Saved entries

----------------

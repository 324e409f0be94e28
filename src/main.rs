use std::error::Error;
use std::path::PathBuf;
use std::time::Duration;

use clap::{Parser, ValueEnum};
use ledge::engine::input::{Action, InputState};
use ledge::engine::time::{FixedStep, FrameTimer};
use ledge::recording::Recorder;
use ledge::scene::demo::DEMO_LEVEL;
use ledge::scene::level::load_level;
use ledge::{PhysicsConfig, World, WorldEvent};
use log::info;

#[derive(Clone, Copy, Debug, ValueEnum)]
enum Hold {
    Left,
    Right,
}

#[derive(Parser)]
#[command(name = "ledge", about = "Headless tile-platformer physics runner")]
struct Args {
    /// Level code to load. Defaults to the built-in demo level.
    #[arg(long, conflicts_with = "level_file")]
    level: Option<String>,

    /// Read the level code from a file
    #[arg(long)]
    level_file: Option<PathBuf>,

    /// TOML file overriding physics tunables
    #[arg(long)]
    config: Option<PathBuf>,

    /// Number of ticks to simulate
    #[arg(long, default_value_t = 600)]
    ticks: u64,

    /// Hold a direction for the whole run
    #[arg(long, value_enum)]
    hold: Option<Hold>,

    /// Ticks at which to press jump
    #[arg(long, value_delimiter = ',')]
    jump_at: Vec<u64>,

    /// Ticks at which to press dash
    #[arg(long, value_delimiter = ',')]
    dash_at: Vec<u64>,

    /// Ticks at which to invert gravity
    #[arg(long, value_delimiter = ',')]
    flip_gravity_at: Vec<u64>,

    /// Pace ticks against the wall clock instead of running flat out
    #[arg(long)]
    realtime: bool,

    /// Write every body position per tick to this CSV file
    #[arg(long)]
    record: Option<PathBuf>,
}

#[derive(Default)]
struct Summary {
    landings: u64,
    breaks: u64,
    particles: u64,
}

fn main() -> Result<(), Box<dyn Error>> {
    env_logger::init();
    let args = Args::parse();

    let config = match &args.config {
        Some(path) => PhysicsConfig::from_file(path)?,
        None => PhysicsConfig::default(),
    };
    let level = match (&args.level, &args.level_file) {
        (Some(code), _) => code.clone(),
        (None, Some(path)) => std::fs::read_to_string(path)?,
        (None, None) => DEMO_LEVEL.to_string(),
    };

    let mut clock = FixedStep::from_millis(config.tick_interval_ms);
    let mut world = World::new(config);
    let loaded = load_level(&mut world, level.trim())?;
    info!(
        "loaded {} bodies, player {}",
        loaded.bodies.len(),
        if loaded.player.is_some() { "present" } else { "absent" }
    );
    world.drain_events();

    let mut recorder = match &args.record {
        Some(path) => Some(Recorder::create(path)?),
        None => None,
    };

    let mut input = InputState::new();
    match args.hold {
        Some(Hold::Left) => input.press(Action::Left),
        Some(Hold::Right) => input.press(Action::Right),
        None => {}
    }

    let mut timer = FrameTimer::new();
    let mut summary = Summary::default();
    let mut tick = 0;
    while tick < args.ticks {
        let due = if args.realtime {
            std::thread::sleep(Duration::from_millis(1));
            timer.tick();
            u64::from(clock.advance(timer.dt))
        } else {
            1
        };

        for _ in 0..due.min(args.ticks - tick) {
            if args.flip_gravity_at.contains(&tick) {
                world.set_gravity(-world.gravity());
            }
            if args.jump_at.contains(&tick) {
                input.press(Action::Jump);
            }
            if args.dash_at.contains(&tick) {
                input.press(Action::Dash);
            }

            world.tick(&input);
            input.end_tick();
            let events = world.drain_events();
            for event in &events {
                match event {
                    WorldEvent::Landed { .. } => summary.landings += 1,
                    WorldEvent::Broken(effect) => {
                        summary.breaks += 1;
                        summary.particles += effect.particles.len() as u64;
                    }
                    _ => {}
                }
            }
            if let Some(recorder) = recorder.as_mut() {
                recorder.capture(tick, &events)?;
            }
            tick += 1;
        }
    }

    if let Some(recorder) = recorder {
        let rows = recorder.rows();
        recorder.finish()?;
        info!("recorded {rows} rows");
    }

    println!("ticks:     {}", world.ticks());
    println!("landings:  {}", summary.landings);
    println!("breaks:    {} ({} particles)", summary.breaks, summary.particles);
    match world.player() {
        Ok(player) => println!(
            "player:    pos ({:.1}, {:.1}) vel ({:.2}, {:.2}) grounded {} dash {}",
            player.body.aabb.pos.x,
            player.body.aabb.pos.y,
            player.body.velocity.x,
            player.body.velocity.y,
            player.body.grounded,
            if player.can_dash { "ready" } else { "spent" },
        ),
        Err(err) => println!("player:    {err}"),
    }
    for id in world.moveables() {
        if let Some(body) = world.body(id) {
            println!(
                "box {id}:    pos ({:.1}, {:.1}) grounded {}",
                body.aabb.pos.x, body.aabb.pos.y, body.grounded
            );
        }
    }
    Ok(())
}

----------------

# Problem to solve
Reproduce the data shown above in its entirety, keeping each word as it is.

# Output for this task
repository 324e409f0be94e28
filename src/main.rs
use std::error::Error;
use std::path::PathBuf;
use std::time::Duration;

use clap::{Parser, ValueEnum};
use ledge::engine::input::{Action, InputState};
use ledge::engine::time::{FixedStep, FrameTimer};
use ledge::recording::Recorder;
use ledge::scene::demo::DEMO_LEVEL;
use ledge::scene::level::load_level;
use ledge::{PhysicsConfig, World, WorldEvent};
use log::info;

#[derive(Clone, Copy, Debug, ValueEnum)]
enum Hold {
    Left,
    Right,
}

#[derive(Parser)]
#[command(name = "ledge", about = "Headless tile-platformer physics runner")]
struct Args {
    /// Level code to load. Defaults to the built-in demo level.
    #[arg(long, conflicts_with = "level_file")]
    level: Option<String>,

    /// Read the level code from a file
    #[arg(long)]
    level_file: Option<PathBuf>,

    /// TOML file overriding physics tunables
    #[arg(long)]
    config: Option<PathBuf>,

    /// Number of ticks to simulate
    #[arg(long, default_value_t = 600)]
    ticks: u64,

    /// Hold a direction for the whole run
    #[arg(long, value_enum)]
    hold: Option<Hold>,

    /// Ticks at which to press jump
    #[arg(long, value_delimiter = ',')]
    jump_at: Vec<u64>,

    /// Ticks at which to press dash
    #[arg(long, value_delimiter = ',')]
    dash_at: Vec<u64>,

    /// Ticks at which to invert gravity
    #[arg(long, value_delimiter = ',')]
    flip_gravity_at: Vec<u64>,

    /// Pace ticks against the wall clock instead of running flat out
    #[arg(long)]
    realtime: bool,

    /// Write every body position per tick to this CSV file
    #[arg(long)]
    record: Option<PathBuf>,
}

#[derive(Default)]
struct Summary {
    landings: u64,
    breaks: u64,
    particles: u64,
}

fn main() -> Result<(), Box<dyn Error>> {
    env_logger::init();
    let args = Args::parse();

    let config = match &args.config {
        Some(path) => PhysicsConfig::from_file(path)?,
        None => PhysicsConfig::default(),
    };
    let level = match (&args.level, &args.level_file) {
        (Some(code), _) => code.clone(),
        (None, Some(path)) => std::fs::read_to_string(path)?,
        (None, None) => DEMO_LEVEL.to_string(),
    };

    let mut clock = FixedStep::from_millis(config.tick_interval_ms);
    let mut world = World::new(config);
    let loaded = load_level(&mut world, level.trim())?;
    info!(
        "loaded {} bodies, player {}",
        loaded.bodies.len(),
        if loaded.player.is_some() { "present" } else { "absent" }
    );
    world.drain_events();

    let mut recorder = match &args.record {
        Some(path) => Some(Recorder::create(path)?),
        None => None,
    };

    let mut input = InputState::new();
    match args.hold {
        Some(Hold::Left) => input.press(Action::Left),
        Some(Hold::Right) => input.press(Action::Right),
        None => {}
    }

    let mut timer = FrameTimer::new();
    let mut summary = Summary::default();
    let mut tick = 0;
    while tick < args.ticks {
        let due = if args.realtime {
            std::thread::sleep(Duration::from_millis(1));
            timer.tick();
            u64::from(clock.advance(timer.dt))
        } else {
            1
        };

        for _ in 0..due.min(args.ticks - tick) {
            if args.flip_gravity_at.contains(&tick) {
                world.set_gravity(-world.gravity());
            }
            if args.jump_at.contains(&tick) {
                input.press(Action::Jump);
            }
            if args.dash_at.contains(&tick) {
                input.press(Action::Dash);
            }

            world.tick(&input);
            input.end_tick();
            let events = world.drain_events();
            for event in &events {
                match event {
                    WorldEvent::Landed { .. } => summary.landings += 1,
                    WorldEvent::Broken(effect) => {
                        summary.breaks += 1;
                        summary.particles += effect.particles.len() as u64;
                    }
                    _ => {}
                }
            }
            if let Some(recorder) = recorder.as_mut() {
                recorder.capture(tick, &events)?;
            }
            tick += 1;
        }
    }

    if let Some(recorder) = recorder {
        let rows = recorder.rows();
        recorder.finish()?;
        info!("recorded {rows} rows");
    }

    println!("ticks:     {}", world.ticks());
    println!("landings:  {}", summary.landings);
    println!("breaks:    {} ({} particles)", summary.breaks, summary.particles);
    match world.player() {
        Ok(player) => println!(
            "player:    pos ({:.1}, {:.1}) vel ({:.2}, {:.2}) grounded {} dash {}",
            player.body.aabb.pos.x,
            player.body.aabb.pos.y,
            player.body.velocity.x,
            player.body.velocity.y,
            player.body.grounded,
            if player.can_dash { "ready" } else { "spent" },
        ),
        Err(err) => println!("player:    {err}"),
    }
    for id in world.moveables() {
        if let Some(body) = world.body(id) {
            println!(
                "box {id}:    pos ({:.1}, {:.1}) grounded {}",
                body.aabb.pos.x, body.aabb.pos.y, body.grounded
            );
        }
    }
    Ok(())
}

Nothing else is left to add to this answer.